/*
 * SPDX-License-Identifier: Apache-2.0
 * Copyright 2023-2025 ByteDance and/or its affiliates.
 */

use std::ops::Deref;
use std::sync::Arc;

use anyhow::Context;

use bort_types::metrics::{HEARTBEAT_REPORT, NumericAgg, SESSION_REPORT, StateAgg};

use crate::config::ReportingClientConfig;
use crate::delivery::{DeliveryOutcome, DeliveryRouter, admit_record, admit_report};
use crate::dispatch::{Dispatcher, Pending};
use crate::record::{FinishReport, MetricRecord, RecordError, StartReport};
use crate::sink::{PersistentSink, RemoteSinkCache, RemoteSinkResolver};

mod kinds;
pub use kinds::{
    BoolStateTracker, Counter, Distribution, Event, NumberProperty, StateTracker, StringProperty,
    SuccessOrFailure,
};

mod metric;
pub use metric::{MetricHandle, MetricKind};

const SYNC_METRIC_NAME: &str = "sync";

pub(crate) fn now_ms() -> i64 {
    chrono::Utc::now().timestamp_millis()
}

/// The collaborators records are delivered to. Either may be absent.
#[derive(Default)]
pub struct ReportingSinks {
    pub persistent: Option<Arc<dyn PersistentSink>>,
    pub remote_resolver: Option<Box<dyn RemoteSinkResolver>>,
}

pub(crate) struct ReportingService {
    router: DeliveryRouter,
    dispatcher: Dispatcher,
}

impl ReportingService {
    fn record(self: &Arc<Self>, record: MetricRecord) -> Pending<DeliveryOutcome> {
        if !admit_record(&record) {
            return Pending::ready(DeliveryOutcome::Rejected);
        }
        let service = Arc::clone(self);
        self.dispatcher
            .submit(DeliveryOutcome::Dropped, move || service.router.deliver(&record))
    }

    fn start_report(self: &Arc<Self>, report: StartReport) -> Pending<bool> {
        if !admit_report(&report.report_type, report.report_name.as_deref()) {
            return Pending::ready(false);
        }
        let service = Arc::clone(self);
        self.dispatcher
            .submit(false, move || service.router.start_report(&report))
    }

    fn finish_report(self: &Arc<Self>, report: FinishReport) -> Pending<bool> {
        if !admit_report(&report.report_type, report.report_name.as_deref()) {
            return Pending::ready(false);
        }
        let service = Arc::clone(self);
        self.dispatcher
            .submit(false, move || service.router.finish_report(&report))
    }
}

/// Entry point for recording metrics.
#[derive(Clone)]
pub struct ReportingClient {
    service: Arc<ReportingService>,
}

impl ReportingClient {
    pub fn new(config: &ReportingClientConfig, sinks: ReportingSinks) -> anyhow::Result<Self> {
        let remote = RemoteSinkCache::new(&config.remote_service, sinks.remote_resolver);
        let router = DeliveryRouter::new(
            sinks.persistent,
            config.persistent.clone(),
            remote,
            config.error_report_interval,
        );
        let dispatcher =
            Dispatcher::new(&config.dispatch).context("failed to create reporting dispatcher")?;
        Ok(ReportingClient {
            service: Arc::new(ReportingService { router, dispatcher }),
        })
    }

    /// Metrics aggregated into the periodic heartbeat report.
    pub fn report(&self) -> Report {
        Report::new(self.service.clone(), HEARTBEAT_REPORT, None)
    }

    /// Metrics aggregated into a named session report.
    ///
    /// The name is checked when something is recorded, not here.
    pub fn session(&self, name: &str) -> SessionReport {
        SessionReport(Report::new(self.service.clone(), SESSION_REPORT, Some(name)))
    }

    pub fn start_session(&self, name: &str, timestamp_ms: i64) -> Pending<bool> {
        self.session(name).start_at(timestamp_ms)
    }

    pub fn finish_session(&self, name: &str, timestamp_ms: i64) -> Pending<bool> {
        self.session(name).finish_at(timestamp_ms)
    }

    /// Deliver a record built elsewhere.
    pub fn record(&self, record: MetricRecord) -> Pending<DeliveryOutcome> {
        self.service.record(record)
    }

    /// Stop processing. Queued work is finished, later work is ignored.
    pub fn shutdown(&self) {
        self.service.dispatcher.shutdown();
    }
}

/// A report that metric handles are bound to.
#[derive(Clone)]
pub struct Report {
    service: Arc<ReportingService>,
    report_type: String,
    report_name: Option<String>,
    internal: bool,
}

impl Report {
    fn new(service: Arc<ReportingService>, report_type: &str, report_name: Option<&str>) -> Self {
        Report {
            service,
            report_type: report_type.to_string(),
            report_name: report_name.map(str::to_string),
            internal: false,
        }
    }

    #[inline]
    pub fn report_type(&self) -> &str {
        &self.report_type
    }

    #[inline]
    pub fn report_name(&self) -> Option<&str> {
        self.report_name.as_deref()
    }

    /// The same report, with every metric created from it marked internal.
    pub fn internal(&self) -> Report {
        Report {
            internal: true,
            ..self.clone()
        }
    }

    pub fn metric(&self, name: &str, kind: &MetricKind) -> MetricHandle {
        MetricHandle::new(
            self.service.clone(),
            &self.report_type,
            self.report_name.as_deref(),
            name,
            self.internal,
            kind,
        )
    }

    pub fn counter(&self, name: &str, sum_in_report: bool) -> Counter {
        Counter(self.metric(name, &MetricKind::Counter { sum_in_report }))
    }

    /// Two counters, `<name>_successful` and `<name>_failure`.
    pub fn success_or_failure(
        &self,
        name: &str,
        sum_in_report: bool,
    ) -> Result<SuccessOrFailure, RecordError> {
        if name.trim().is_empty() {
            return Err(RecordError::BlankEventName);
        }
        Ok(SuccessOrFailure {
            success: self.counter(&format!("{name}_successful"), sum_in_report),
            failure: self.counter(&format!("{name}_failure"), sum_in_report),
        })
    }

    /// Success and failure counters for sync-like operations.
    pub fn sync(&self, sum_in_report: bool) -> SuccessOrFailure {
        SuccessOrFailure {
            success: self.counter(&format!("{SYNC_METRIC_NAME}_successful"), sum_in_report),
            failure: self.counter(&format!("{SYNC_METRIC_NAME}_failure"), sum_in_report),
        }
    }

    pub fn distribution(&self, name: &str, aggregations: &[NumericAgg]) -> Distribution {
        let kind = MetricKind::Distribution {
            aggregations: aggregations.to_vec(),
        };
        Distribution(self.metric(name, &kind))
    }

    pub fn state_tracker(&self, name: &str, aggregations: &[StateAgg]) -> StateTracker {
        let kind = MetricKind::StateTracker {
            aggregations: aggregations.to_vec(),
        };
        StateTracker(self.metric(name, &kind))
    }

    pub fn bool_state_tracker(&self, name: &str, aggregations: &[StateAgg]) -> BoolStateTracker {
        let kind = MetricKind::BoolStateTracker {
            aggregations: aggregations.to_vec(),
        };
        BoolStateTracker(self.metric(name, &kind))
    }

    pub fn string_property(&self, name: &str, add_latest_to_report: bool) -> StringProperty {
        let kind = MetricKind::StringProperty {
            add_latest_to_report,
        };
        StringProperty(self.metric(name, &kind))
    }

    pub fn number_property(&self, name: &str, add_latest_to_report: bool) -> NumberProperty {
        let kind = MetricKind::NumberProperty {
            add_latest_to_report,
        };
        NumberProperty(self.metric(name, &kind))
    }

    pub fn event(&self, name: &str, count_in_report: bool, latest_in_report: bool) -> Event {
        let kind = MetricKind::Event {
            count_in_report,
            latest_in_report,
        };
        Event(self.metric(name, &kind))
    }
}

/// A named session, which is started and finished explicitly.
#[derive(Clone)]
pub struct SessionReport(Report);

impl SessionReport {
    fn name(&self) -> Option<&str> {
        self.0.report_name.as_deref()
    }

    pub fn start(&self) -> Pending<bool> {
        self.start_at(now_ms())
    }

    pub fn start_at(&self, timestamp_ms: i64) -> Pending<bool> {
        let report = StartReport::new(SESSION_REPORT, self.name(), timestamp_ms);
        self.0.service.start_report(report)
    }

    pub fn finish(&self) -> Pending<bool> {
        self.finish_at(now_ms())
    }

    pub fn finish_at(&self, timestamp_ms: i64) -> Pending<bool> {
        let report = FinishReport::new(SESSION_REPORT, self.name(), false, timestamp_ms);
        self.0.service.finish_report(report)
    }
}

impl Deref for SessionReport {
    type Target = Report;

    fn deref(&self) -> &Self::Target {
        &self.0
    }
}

● ● ●

» **What the task requires**
Select all lines with the word "Target" from the entries above.

» **Exercise answer**
    type Target = Report;
    fn deref(&self) -> &Self::Target {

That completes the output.